Capítulo 713: Un buen augurio
El hombre miró la foto en el teléfono de la chica con una sonrisa en sus labios y asintió lentamente.
Nalan no pudo evitar acercarse a echar un vistazo.
...
Tío San, ¿tienes algún problema con los ojos?
Entre las fotos hay algunas que apenas se pueden ver a la mitad. ¿Cómo puedes decir que son buenas?
"Róng Róng ha capturado muy bonitas fotos."
"No es más que mi marido que es guapo."
En ese momento, Ye Róngyīn no dudó en expresar su honestidad, ya que elogiar a sí misma era algo natural.
Nalan se retiró discretamente.
Como una soltero, en estos momentos mejor estaba lejos de la multitud.
Jin Ziyaoyang también se acercó.
Al ver a Ye Róngyīn y a Jin Ziyaoyang juntos,
inmediatamente dejó el riendas a uno de los trabajadores.
Luego, sin dudarlo, se metió entre Ye Róngyīn y Fù Jìnsī.
"Señorita Ye, ¿qué hacen?"
Al ver a este Jin Ziyaoyang aparecer de repente,
initialmente pensó que tenía algo interesante.
Ahora, la miraba con cada vez más desagrado.
Quería competir con Fù Jìnsī y además, ¡¿cómo podía ser tan poco consciente como un farol?!
No vio a Nalan chiquita buscando un lugar apartado,
pero él se acercó de todas formas.
"Señor Jin, tu acompañante está incómoda y la llevaron al vestíbulo de descanso. No te importas?"
Ye Róngyīn torció el labio y habló, indicando que Jin Ziyaoyang podía prestarle atención a su pareja.

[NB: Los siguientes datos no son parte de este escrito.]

use std::fs::File;
use std::io::{BufReader, BufWriter, Write};
use std::path::Path;

use anyhow::{bail, Context, Result};
use arrow::array::{Array, ArrayRef, AsArray, Float32Array, Float64Array, Int32Array, Int64Array};
use arrow::datatypes::DataType;
use parquet::arrow::arrow_reader::ParquetRecordBatchReaderBuilder;
use serde::Serialize;
use serde_json::Value as JsonValue;

use super::model::PeriodAggregate;
use crate::views::nested::CategoryRow;

const CATEGORY_COLUMNS: [&str; 2] = ["categorie", "category"];
const SUBCATEGORY_COLUMNS: [&str; 2] = ["sous_categorie", "subcategory"];
const VALUE_COLUMNS: [&str; 4] = ["total", "value", "poids", "weight"];
const FLUX_COLUMNS: [&str; 1] = ["flux"];
const ORIENTATION_COLUMNS: [&str; 1] = ["orientation"];

fn extension(path: &Path) -> String {
    path.extension()
        .and_then(|e| e.to_str())
        .unwrap_or("")
        .to_ascii_lowercase()
}

// ---------------------------------------------------------------------------
// Aggregates
// ---------------------------------------------------------------------------

/// Load a period aggregate from a JSON file.
///
/// Accepts either the bare record or the API envelope
/// `{"success": true, "stats": {...}}`.
pub fn load_aggregate(path: &Path) -> Result<PeriodAggregate> {
    let file = File::open(path).with_context(|| format!("opening {}", path.display()))?;
    let root: JsonValue = serde_json::from_reader(BufReader::new(file))
        .with_context(|| format!("parsing JSON in {}", path.display()))?;
    let aggregate =
        parse_aggregate(root).with_context(|| format!("reading aggregate {}", path.display()))?;
    log::info!(
        "loaded {}: {} sites, {} periods",
        path.display(),
        aggregate.sites.len(),
        aggregate.months_order.len()
    );
    Ok(aggregate)
}

/// Decode an aggregate from an already-parsed JSON value.
pub fn parse_aggregate(root: JsonValue) -> Result<PeriodAggregate> {
    let record = match root {
        JsonValue::Object(mut obj) if obj.contains_key("stats") => {
            if obj.get("success").and_then(JsonValue::as_bool) == Some(false) {
                let reason = obj
                    .get("error")
                    .and_then(JsonValue::as_str)
                    .unwrap_or("no error message");
                bail!("upstream reported failure: {reason}");
            }
            obj.remove("stats").unwrap_or(JsonValue::Null)
        }
        other => other,
    };
    if !record.is_object() {
        bail!("expected a JSON object for the aggregate");
    }
    serde_json::from_value(record).context("decoding aggregate fields")
}

// ---------------------------------------------------------------------------
// Raw category rows
// ---------------------------------------------------------------------------

/// Load `(category, subcategory, value)` rows. Dispatch by extension.
///
/// Supported formats:
/// * `.csv`     – header `categorie,sous_categorie,total` (English names accepted)
/// * `.json`    – `[{ "categorie": ..., "sous_categorie": ..., "total": ... }]`
///   or `{"data": [...]}`
/// * `.parquet` – the same columns, Utf8 labels and a numeric value
pub fn load_category_rows(path: &Path) -> Result<Vec<CategoryRow>> {
    let rows = match extension(path).as_str() {
        "csv" => load_rows_csv(path),
        "json" => load_rows_json(path),
        "parquet" | "pq" => load_rows_parquet(path),
        other => bail!("Unsupported file extension: .{other}"),
    }
    .with_context(|| format!("loading category rows from {}", path.display()))?;
    log::info!("loaded {} category rows from {}", rows.len(), path.display());
    Ok(rows)
}

fn position(headers: &[String], names: &[&str]) -> Option<usize> {
    headers
        .iter()
        .position(|h| names.iter().any(|n| h.trim().eq_ignore_ascii_case(n)))
}

fn non_empty(value: Option<&str>) -> Option<String> {
    value.map(str::trim).filter(|v| !v.is_empty()).map(str::to_string)
}

fn load_rows_csv(path: &Path) -> Result<Vec<CategoryRow>> {
    let mut reader = csv::Reader::from_path(path).context("opening CSV")?;
    let headers: Vec<String> = reader
        .headers()
        .context("reading CSV headers")?
        .iter()
        .map(|h| h.to_string())
        .collect();

    let cat_idx =
        position(&headers, &CATEGORY_COLUMNS).context("CSV missing 'categorie' column")?;
    let sub_idx = position(&headers, &SUBCATEGORY_COLUMNS);
    let val_idx = position(&headers, &VALUE_COLUMNS).context("CSV missing 'total' column")?;
    let flux_idx = position(&headers, &FLUX_COLUMNS);
    let orientation_idx = position(&headers, &ORIENTATION_COLUMNS);

    let mut rows = Vec::new();
    for (row_no, result) in reader.records().enumerate() {
        let record = result.with_context(|| format!("CSV row {row_no}"))?;
        let raw = record.get(val_idx).unwrap_or("").trim();
        let value = if raw.is_empty() {
            0.0
        } else {
            // Decimal commas appear in spreadsheet exports.
            raw.replace(',', ".")
                .parse::<f64>()
                .with_context(|| format!("CSV row {row_no}: '{raw}' is not a number"))?
        };
        let field = |idx: Option<usize>| idx.and_then(|i| non_empty(record.get(i)));
        rows.push(CategoryRow {
            category: non_empty(record.get(cat_idx)),
            subcategory: field(sub_idx),
            value,
            flux: field(flux_idx),
            orientation: field(orientation_idx),
        });
    }
    Ok(rows)
}

fn load_rows_json(path: &Path) -> Result<Vec<CategoryRow>> {
    let text = std::fs::read_to_string(path).context("reading JSON file")?;
    let root: JsonValue = serde_json::from_str(&text).context("parsing JSON")?;
    let records = match root {
        JsonValue::Array(items) => JsonValue::Array(items),
        JsonValue::Object(mut obj) => obj
            .remove("data")
            .filter(JsonValue::is_array)
            .context("Expected a JSON array or an object with a 'data' array")?,
        _ => bail!("Expected a JSON array or an object with a 'data' array"),
    };
    serde_json::from_value(records).context("decoding category rows")
}

fn load_rows_parquet(path: &Path) -> Result<Vec<CategoryRow>> {
    let file = File::open(path).context("opening parquet file")?;
    let builder =
        ParquetRecordBatchReaderBuilder::try_new(file).context("reading parquet metadata")?;
    let reader = builder.build().context("building parquet reader")?;

    let mut rows = Vec::new();
    for batch_result in reader {
        let batch = batch_result.context("reading parquet record batch")?;
        let schema = batch.schema();
        let names: Vec<String> = schema.fields().iter().map(|f| f.name().clone()).collect();

        let cat_idx = position(&names, &CATEGORY_COLUMNS)
            .context("Parquet file missing 'categorie' column")?;
        let val_idx =
            position(&names, &VALUE_COLUMNS).context("Parquet file missing 'total' column")?;

        let cat_col = batch.column(cat_idx);
        let val_col = batch.column(val_idx);
        let sub_col = position(&names, &SUBCATEGORY_COLUMNS).map(|i| batch.column(i));
        let flux_col = position(&names, &FLUX_COLUMNS).map(|i| batch.column(i));
        let orientation_col = position(&names, &ORIENTATION_COLUMNS).map(|i| batch.column(i));

        for row in 0..batch.num_rows() {
            rows.push(CategoryRow {
                category: extract_label(cat_col, row)
                    .with_context(|| format!("Row {row}: reading category"))?,
                subcategory: optional_label(sub_col, row)
                    .with_context(|| format!("Row {row}: reading sub-category"))?,
                value: extract_number(val_col, row)
                    .with_context(|| format!("Row {row}: reading value"))?,
                flux: optional_label(flux_col, row)
                    .with_context(|| format!("Row {row}: reading flux"))?,
                orientation: optional_label(orientation_col, row)
                    .with_context(|| format!("Row {row}: reading orientation"))?,
            });
        }
    }
    Ok(rows)
}

// -- Arrow helpers --

fn extract_label(col: &ArrayRef, row: usize) -> Result<Option<String>> {
    if col.is_null(row) {
        return Ok(None);
    }
    let value = match col.data_type() {
        DataType::Utf8 => col.as_string::<i32>().value(row),
        DataType::LargeUtf8 => col.as_string::<i64>().value(row),
        other => bail!("Expected a Utf8 column, got {other:?}"),
    };
    Ok(non_empty(Some(value)))
}

fn optional_label(col: Option<&ArrayRef>, row: usize) -> Result<Option<String>> {
    match col {
        Some(col) => extract_label(col, row),
        None => Ok(None),
    }
}

fn extract_number(col: &ArrayRef, row: usize) -> Result<f64> {
    if col.is_null(row) {
        return Ok(0.0);
    }
    let any = col.as_any();
    let value = match col.data_type() {
        DataType::Float64 => any.downcast_ref::<Float64Array>().map(|a| a.value(row)),
        DataType::Float32 => any.downcast_ref::<Float32Array>().map(|a| f64::from(a.value(row))),
        DataType::Int64 => any.downcast_ref::<Int64Array>().map(|a| a.value(row) as f64),
        DataType::Int32 => any.downcast_ref::<Int32Array>().map(|a| f64::from(a.value(row))),
        other => bail!("Expected a numeric column, got {other:?}"),
    };
    value.context("column type does not match its array")
}

// ---------------------------------------------------------------------------
// Output
// ---------------------------------------------------------------------------

/// Pretty-print `value` as JSON to `path`, or to stdout when `None`.
pub fn write_json<T: Serialize + ?Sized>(value: &T, path: Option<&Path>) -> Result<()> {
    match path {
        Some(path) => {
            let file = File::create(path).with_context(|| format!("creating {}", path.display()))?;
            let mut writer = BufWriter::new(file);
            serde_json::to_writer_pretty(&mut writer, value).context("serializing JSON")?;
            writeln!(writer).context("writing output")?;
            writer.flush().context("flushing output")?;
            log::info!("wrote {}", path.display());
        }
        None => {
            let stdout = std::io::stdout();
            let mut out = stdout.lock();
            serde_json::to_writer_pretty(&mut out, value).context("serializing JSON")?;
            writeln!(out).context("writing output")?;
        }
    }
    Ok(())
}

#[cfg(test)]
mod tests {
    use std::sync::Arc;

    use arrow::array::StringArray;
    use arrow::datatypes::{Field, Schema};
    use arrow::record_batch::RecordBatch;
    use parquet::arrow::ArrowWriter;

    use super::*;

    fn write_file(dir: &tempfile::TempDir, name: &str, contents: &str) -> std::path::PathBuf {
        let path = dir.path().join(name);
        std::fs::write(&path, contents).unwrap();
        path
    }

    #[test]
    fn aggregate_envelope_is_unwrapped() {
        let dir = tempfile::tempdir().unwrap();
        let path = write_file(
            &dir,
            "s1.json",
            r#"{
                "success": true,
                "stats": {
                    "dechetteries": {"Sanssac": {"months": {}}},
                    "category_columns": ["MEUBLES"]
                }
            }"#,
        );
        let agg = load_aggregate(&path).unwrap();
        assert_eq!(agg.site_names().collect::<Vec<_>>(), ["Sanssac"]);
        assert_eq!(agg.category_columns(), ["MEUBLES"]);
    }

    #[test]
    fn failed_envelope_is_an_error() {
        let root = serde_json::json!({"success": false, "stats": {}, "error": "import en cours"});
        let err = parse_aggregate(root).unwrap_err();
        assert!(err.to_string().contains("import en cours"));
        assert!(parse_aggregate(serde_json::json!([1, 2])).is_err());
    }

    #[test]
    fn csv_rows_with_french_headers() {
        let dir = tempfile::tempdir().unwrap();
        let path = write_file(
            &dir,
            "rows.csv",
            "categorie,sous_categorie,total\nMEUBLES,Chaises,\"4,5\"\nLIVRES,,2\n,Divers,\n",
        );
        let rows = load_category_rows(&path).unwrap();
        assert_eq!(rows.len(), 3);
        assert_eq!(rows[0], CategoryRow::new("MEUBLES", "Chaises", 4.5));
        assert_eq!(rows[1].subcategory, None);
        assert_eq!(rows[2].category, None);
        assert_eq!(rows[2].value, 0.0);
    }

    #[test]
    fn csv_rows_with_flux_and_orientation() {
        let dir = tempfile::tempdir().unwrap();
        let path = write_file(
            &dir,
            "rows.csv",
            "categorie,sous_categorie,flux,orientation,poids\n\
             BOIS,Palettes,MASSICOT,RECYCLAGE,4\n\
             MEUBLES,Chaises,,,2\n",
        );
        let rows = load_category_rows(&path).unwrap();
        assert_eq!(
            rows[0],
            CategoryRow::new("BOIS", "Palettes", 4.0).with_flux("MASSICOT", "RECYCLAGE")
        );
        assert_eq!(rows[1].flux, None);
        assert_eq!(rows[1].orientation, None);
    }

    #[test]
    fn csv_without_value_column_fails() {
        let dir = tempfile::tempdir().unwrap();
        let path = write_file(&dir, "rows.csv", "categorie,sous_categorie\nMEUBLES,Chaises\n");
        assert!(load_category_rows(&path).is_err());
    }

    #[test]
    fn json_rows_accept_data_wrapper() {
        let dir = tempfile::tempdir().unwrap();
        let path = write_file(
            &dir,
            "rows.json",
            r#"{"data": [{"category": "ELECTRO", "subcategory": "Fours", "value": 3}]}"#,
        );
        let rows = load_category_rows(&path).unwrap();
        assert_eq!(rows, [CategoryRow::new("ELECTRO", "Fours", 3.0)]);
    }

    #[test]
    fn parquet_rows() {
        let dir = tempfile::tempdir().unwrap();
        let path = dir.path().join("rows.parquet");
        let schema = Arc::new(Schema::new(vec![
            Field::new("categorie", DataType::Utf8, true),
            Field::new("sous_categorie", DataType::Utf8, true),
            Field::new("total", DataType::Int64, false),
        ]));
        let batch = RecordBatch::try_new(
            schema.clone(),
            vec![
                Arc::new(StringArray::from(vec![Some("JOUETS"), None])),
                Arc::new(StringArray::from(vec![Some("Peluches"), Some("Vélos")])),
                Arc::new(Int64Array::from(vec![7, 2])),
            ],
        )
        .unwrap();
        let mut writer = ArrowWriter::try_new(File::create(&path).unwrap(), schema, None).unwrap();
        writer.write(&batch).unwrap();
        writer.close().unwrap();

        let rows = load_category_rows(&path).unwrap();
        assert_eq!(rows[0], CategoryRow::new("JOUETS", "Peluches", 7.0));
        assert_eq!(rows[1].category, None);
        assert_eq!(rows[1].value, 2.0);
    }

    #[test]
    fn unknown_extension_fails() {
        assert!(load_category_rows(Path::new("rows.xlsx")).is_err());
    }

    #[test]
    fn write_json_to_file() {
        let dir = tempfile::tempdir().unwrap();
        let path = dir.path().join("out.json");
        write_json(&serde_json::json!({"total": 1.5}), Some(&path)).unwrap();
        let text = std::fs::read_to_string(&path).unwrap();
        let back: JsonValue = serde_json::from_str(&text).unwrap();
        assert_eq!(back["total"], 1.5);
    }
}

Pero Jin Ziyaoyang no se movió ni un centímetro, diciendo con indiferencia:
"No pasa nada. A veces está incómoda aquí y otras veces allá."
Esta señorita... ¡oh, qué piel tan lisa! Puede que sea fácil de pinchar, blanca como la nieve. Jin Ziyaoyang se puso curioso e incluso pensó en tomarle la mano.
Antes de que pudiera hacerlo, una mano lo detuvo.
"¿Qué haces?"
Jin Ziyaoyang dio un giro molesto hacia Fù Jìnsī que le había agarrado la mano y dijo:
"Duele... ¡suelta!"
Se quejó a voz en cuello, no esperando que el chico pálido tuviera tanta fuerza.
Su mano iba a romperse, ¡le dolía!
"Esto es para siempre."
El hombre que se acercaba le dijo con una voz tranquila.
Jin Ziyaoyang, hasta ahora distraído en su confianza propia, sintió un escalofrío.
¿Por qué de repente este chico pálido parecía tan asustador?
Sentía el impulso de arrodillarse.
Solo cuando Fù Jìnsī se fue, Jin Ziyaoyang recuperó el aliento.
Maldita sea, ¡era solo una ilusión!
¡Acababa de pensar que ese chico pálido era temible!
¿Cómo podría...
Jijiji!
Jin Ziyaoyang se autohipnotizó, fue solo una ilusión.
Una ilusión absoluta!
Pero...
Cada vez que intentaba acercarse a Ye Róngyīn, sentía que todo había sido solo una ilusión.
"Señores, el rapido del caballo ya está listo, pueden pasar."
El trabajador se acercó con una sonrisa y les informó.
"Fù Jìnsī, ¿seguro de querer competir en caballos?"
Ye Róngyīn no pudo evitar fruncir el ceño al mirar a Fù Jìnsī.
Aunque este Fù Jìnsī era realmente guapo y llamativo,
¡¿cómo podría soportar una actividad tan intensa?!
Las cejas de Ye Róngyīn se unieron en un puente.
Miró directamente las piernas de Fù Jìnsī.
Fù Jìnsī siguió la mirada de Ye Róngyī a sus propias piernas.
"Róng Róng, ¿qué estás mirando?"
Aunque ya se había dado cuenta de que el comportamiento de Róng Róng era extraño, en ese momento surgió una sospecha en su mente.